La ejecución de Servet no fue el primer asesinato de la Reforma, pero sí es especial por al menos dos motivos. Primero por la profundidad de su humanismo, y segundo, por las circunstancias históricas de su martirio y las reacciones que suscitó entre sus contemporáneos. No debemos olvidar que Miguel Servet no fue un sedicioso, como sí ocurrió con parte del movimiento anabaptista de su época, sino un cristiano sincero, dotado además de un sorprendente ecumenismo, pues para Servet todos los hombres naturalmente buenos, con independencia de sus creencias religiosas, son candidatos a la salvación.

Esta visión de un hombre sincero en sus convicciones, pero desprovisto de la más mínima defensa y apoyo frente a sus jueces (su petición de asistencia letrada fue rechazada por el Ayuntamiento ginebrino) no pasó desapercibida para algunos humanistas, quienes no dudaron en coger la pluma para criticar vehementemente la actitud instigadora de Juan Calvino.

Acusación a Calvino. Fue Sebastián Castellio, desde Basilea, quien, a propósito de la muerte de Servet, le dirigió a Juan Calvino una de las frases más clarividentes en la historia de las ideas, que debiera figurar en la entrada de todos los establecimientos educativos de la Unión Europea: Matar a un hombre para defender una doctrina no es defender una doctrina, es matar a un hombre.

A partir de la muerte de Servet se produce un punto de inflexión en un debate, que aunque no nuevo, se empezaba a plantear entre los humanistas y teólogos de la época acerca de la necesidad de defender la libertad de conciencia frente a los poderes civiles y religiosos. Y ese núcleo inicial de defensores de la libertad de pensamiento entorno a Castellio se fue extendiendo poco a poco por Polonia, Transilvania y posteriormente por Holanda y Estados Unidos. Gracias a ellos la muerte de Servet no se perdió en la trastienda de la historia, permitiendo que filósofos como Voltaire, o constitucionalistas como Thomas Jefferson, la tuviesen en cuenta cuando defendieron la separación de Iglesia y Estado o la tolerancia en nuestras sociedades con aquellos que, pacíficamente, no profesan nuestras mismas ideas.

En estas circunstancias, sería injusto soslayar, y más en este año 2011, que fue el ejemplo ético de un pensador español nacido en Aragón el que contribuyó a activar como nunca en la historia de la humanidad el debate sobre la libertad de conciencia.

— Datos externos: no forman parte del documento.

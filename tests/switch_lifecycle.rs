//! Integration tests for the switch listening lifecycle.
//!
//! These tests validate listener start/stop semantics: single-socket
//! enforcement, idempotent teardown, subscription closure, and restart.
//!
//! Run with verbose output: RUST_LOG=debug cargo test --test switch_lifecycle -- --nocapture

use std::net::SocketAddr;
use std::sync::atomic::{AtomicU16, Ordering};
use std::sync::Once;
use std::time::Duration;

use serde_json::json;
use teleswitch::{ListenOutcome, Switch, derive_identity};
use tokio::time::timeout;

/// One-time tracing initialization
static INIT: Once = Once::new();

/// Initialize tracing for tests.
/// Use RUST_LOG=debug or RUST_LOG=trace for verbose output.
fn init_tracing() {
    INIT.call_once(|| {
        let filter = if std::env::var("RUST_LOG").is_ok() {
            tracing_subscriber::EnvFilter::from_default_env()
        } else {
            tracing_subscriber::EnvFilter::new("debug")
        };

        tracing_subscriber::fmt()
            .with_env_filter(filter)
            .with_test_writer()
            .try_init()
            .ok();
    });
}

/// Atomic port counter for unique port allocation across parallel tests.
static PORT_COUNTER: AtomicU16 = AtomicU16::new(48000);

fn next_port() -> u16 {
    PORT_COUNTER.fetch_add(1, Ordering::SeqCst)
}

fn switch_addr(port: u16) -> SocketAddr {
    format!("127.0.0.1:{}", port).parse().expect("valid address")
}

const TEST_TIMEOUT: Duration = Duration::from_secs(5);

// ============================================================================
// Single-listener enforcement
// ============================================================================

#[tokio::test]
async fn started_then_already_listening() {
    init_tracing();
    let port = next_port();
    let other_port = next_port();

    let switch = Switch::new("b");
    assert_eq!(
        switch.start_listening(port).await.expect("start failed"),
        ListenOutcome::Started
    );
    assert_eq!(
        switch
            .start_listening(other_port)
            .await
            .expect("second start failed"),
        ListenOutcome::AlreadyListening
    );

    // The original socket is untouched and no second one was bound.
    assert_eq!(switch.listening_port().await, port);
    assert!(
        tokio::net::UdpSocket::bind(("0.0.0.0", other_port))
            .await
            .is_ok(),
        "second start must not bind a socket"
    );

    switch.stop_listening().await;
}

#[tokio::test]
async fn cloned_handles_share_one_listener() {
    init_tracing();
    let port = next_port();

    let switch = Switch::new("b");
    let clone = switch.clone();

    assert_eq!(
        switch.start_listening(port).await.expect("start failed"),
        ListenOutcome::Started
    );
    assert_eq!(
        clone
            .start_listening(next_port())
            .await
            .expect("start via clone failed"),
        ListenOutcome::AlreadyListening
    );

    clone.stop_listening().await;
    assert!(!switch.is_listening().await);
}

#[tokio::test]
async fn ephemeral_port_resolved() {
    init_tracing();

    let switch = Switch::new("b");
    assert_eq!(switch.listening_port().await, 0);

    switch.start_listening(0).await.expect("start failed");
    let port = switch.listening_port().await;
    assert_ne!(port, 0, "port 0 must resolve to the kernel-assigned port");

    // The resolved port is the one datagrams actually reach.
    let mut telexes = switch.subscribe().await;
    let sender = Switch::new("a");
    sender
        .send(r#"{"msg":"hi"}"#, switch_addr(port))
        .await
        .expect("send failed");
    let received = timeout(TEST_TIMEOUT, telexes.recv())
        .await
        .expect("timed out waiting for telex")
        .expect("stream closed early");
    assert_eq!(received.telex.payload().get("msg"), Some(&json!("hi")));

    switch.stop_listening().await;
    assert_eq!(switch.listening_port().await, 0);
}

// ============================================================================
// Teardown semantics
// ============================================================================

#[tokio::test]
async fn stop_is_idempotent() {
    init_tracing();
    let port = next_port();

    let switch = Switch::new("b");
    switch.stop_listening().await; // never started: no-op

    switch.start_listening(port).await.expect("start failed");
    switch.stop_listening().await;
    switch.stop_listening().await; // second stop: no-op

    assert!(!switch.is_listening().await);
    assert!(
        tokio::net::UdpSocket::bind(("0.0.0.0", port)).await.is_ok(),
        "port must be released after stop"
    );
}

#[tokio::test]
async fn subscriptions_end_after_stop() {
    init_tracing();
    let port = next_port();

    let switch = Switch::new("b");
    switch.start_listening(port).await.expect("start failed");
    let mut telexes = switch.subscribe().await;

    switch.stop_listening().await;

    let outcome = timeout(TEST_TIMEOUT, telexes.recv())
        .await
        .expect("timed out waiting for stream end");
    assert!(outcome.is_none(), "stream must end after stop");
}

#[tokio::test]
async fn no_dispatch_after_stop() {
    init_tracing();
    let port = next_port();

    let switch = Switch::new("b");
    switch.start_listening(port).await.expect("start failed");
    let mut telexes = switch.subscribe().await;

    switch.stop_listening().await;

    // A datagram arriving after the stop is never dispatched.
    let probe = tokio::net::UdpSocket::bind("127.0.0.1:0")
        .await
        .expect("bind failed");
    let _ = probe.send_to(br#"{"+late":"+1"}"#, switch_addr(port)).await;

    let outcome = timeout(TEST_TIMEOUT, telexes.recv())
        .await
        .expect("timed out waiting for stream end");
    assert!(outcome.is_none(), "no telex may arrive after stop");
}

#[tokio::test]
async fn stop_while_datagrams_in_flight() {
    init_tracing();
    let port = next_port();

    let switch = Switch::new("b");
    switch.start_listening(port).await.expect("start failed");
    let mut telexes = switch.subscribe().await;

    let sender = Switch::new("a");
    let target = switch_addr(port);
    let feeder = tokio::spawn(async move {
        for n in 0..200u32 {
            let _ = sender.send(&format!(r#"{{"n":{}}}"#, n), target).await;
        }
    });

    // Let some traffic flow, then stop in the middle of the stream.
    let first = timeout(TEST_TIMEOUT, telexes.recv())
        .await
        .expect("timed out waiting for telex")
        .expect("stream closed early");
    assert!(first.telex.payload().get("n").is_some());

    timeout(TEST_TIMEOUT, switch.stop_listening())
        .await
        .expect("stop must complete while datagrams are in flight");

    // Whatever was dispatched before the stop drains, then the stream ends.
    loop {
        match timeout(TEST_TIMEOUT, telexes.recv())
            .await
            .expect("timed out draining stream")
        {
            Some(_) => continue,
            None => break,
        }
    }

    let _ = feeder.await;
}

// ============================================================================
// Restart and subscriptions
// ============================================================================

#[tokio::test]
async fn restart_after_stop() {
    init_tracing();
    let port_a = next_port();
    let port_b = next_port();

    let switch = Switch::new("b");
    switch.start_listening(port_a).await.expect("start failed");
    let mut old_stream = switch.subscribe().await;
    switch.stop_listening().await;

    let outcome = timeout(TEST_TIMEOUT, old_stream.recv())
        .await
        .expect("timed out waiting for stream end");
    assert!(outcome.is_none(), "old stream ends with the old listener");

    assert_eq!(
        switch.start_listening(port_b).await.expect("restart failed"),
        ListenOutcome::Started
    );
    assert_eq!(switch.listening_port().await, port_b);

    let mut new_stream = switch.subscribe().await;
    let sender = Switch::new("a");
    sender
        .send(r#"{"msg":"again"}"#, switch_addr(port_b))
        .await
        .expect("send failed");

    let received = timeout(TEST_TIMEOUT, new_stream.recv())
        .await
        .expect("timed out waiting for telex")
        .expect("stream closed early");
    assert_eq!(received.telex.payload().get("msg"), Some(&json!("again")));

    switch.stop_listening().await;
}

#[tokio::test]
async fn dropping_one_subscription_keeps_others() {
    init_tracing();
    let port = next_port();

    let switch = Switch::new("b");
    switch.start_listening(port).await.expect("start failed");

    let first = switch.subscribe().await;
    let mut second = switch.subscribe().await;
    drop(first);

    let sender = Switch::new("a");
    sender
        .send(r#"{"msg":"still here"}"#, switch_addr(port))
        .await
        .expect("send failed");

    let received = timeout(TEST_TIMEOUT, second.recv())
        .await
        .expect("timed out waiting for telex")
        .expect("stream closed early");
    assert_eq!(
        received.telex.payload().get("msg"),
        Some(&json!("still here"))
    );

    switch.stop_listening().await;
}

// ============================================================================
// Accessors
// ============================================================================

#[tokio::test]
async fn identity_and_listening_accessors() {
    init_tracing();
    let addr: SocketAddr = "198.51.100.3:42424".parse().expect("valid address");

    let switch = Switch::new(derive_identity(&addr));
    assert_eq!(switch.identity().len(), 40, "identity is 40 hex chars");
    assert!(!switch.is_listening().await);

    let port = next_port();
    switch.start_listening(port).await.expect("start failed");
    assert!(switch.is_listening().await);

    switch.shutdown().await;
    assert!(!switch.is_listening().await);
}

Sobran, por lo tanto, razones para que los españoles nos volquemos en la celebración de esta efeméride y hagamos justicia a este español errante y mártir, que murió, como tantas veces se ha destacado, para que el derecho a la libertad de conciencia y pensamiento llegara a ser un derecho inalienable del individuo en las sociedades modernas y reconocido en los textos de mayor rango jurídico.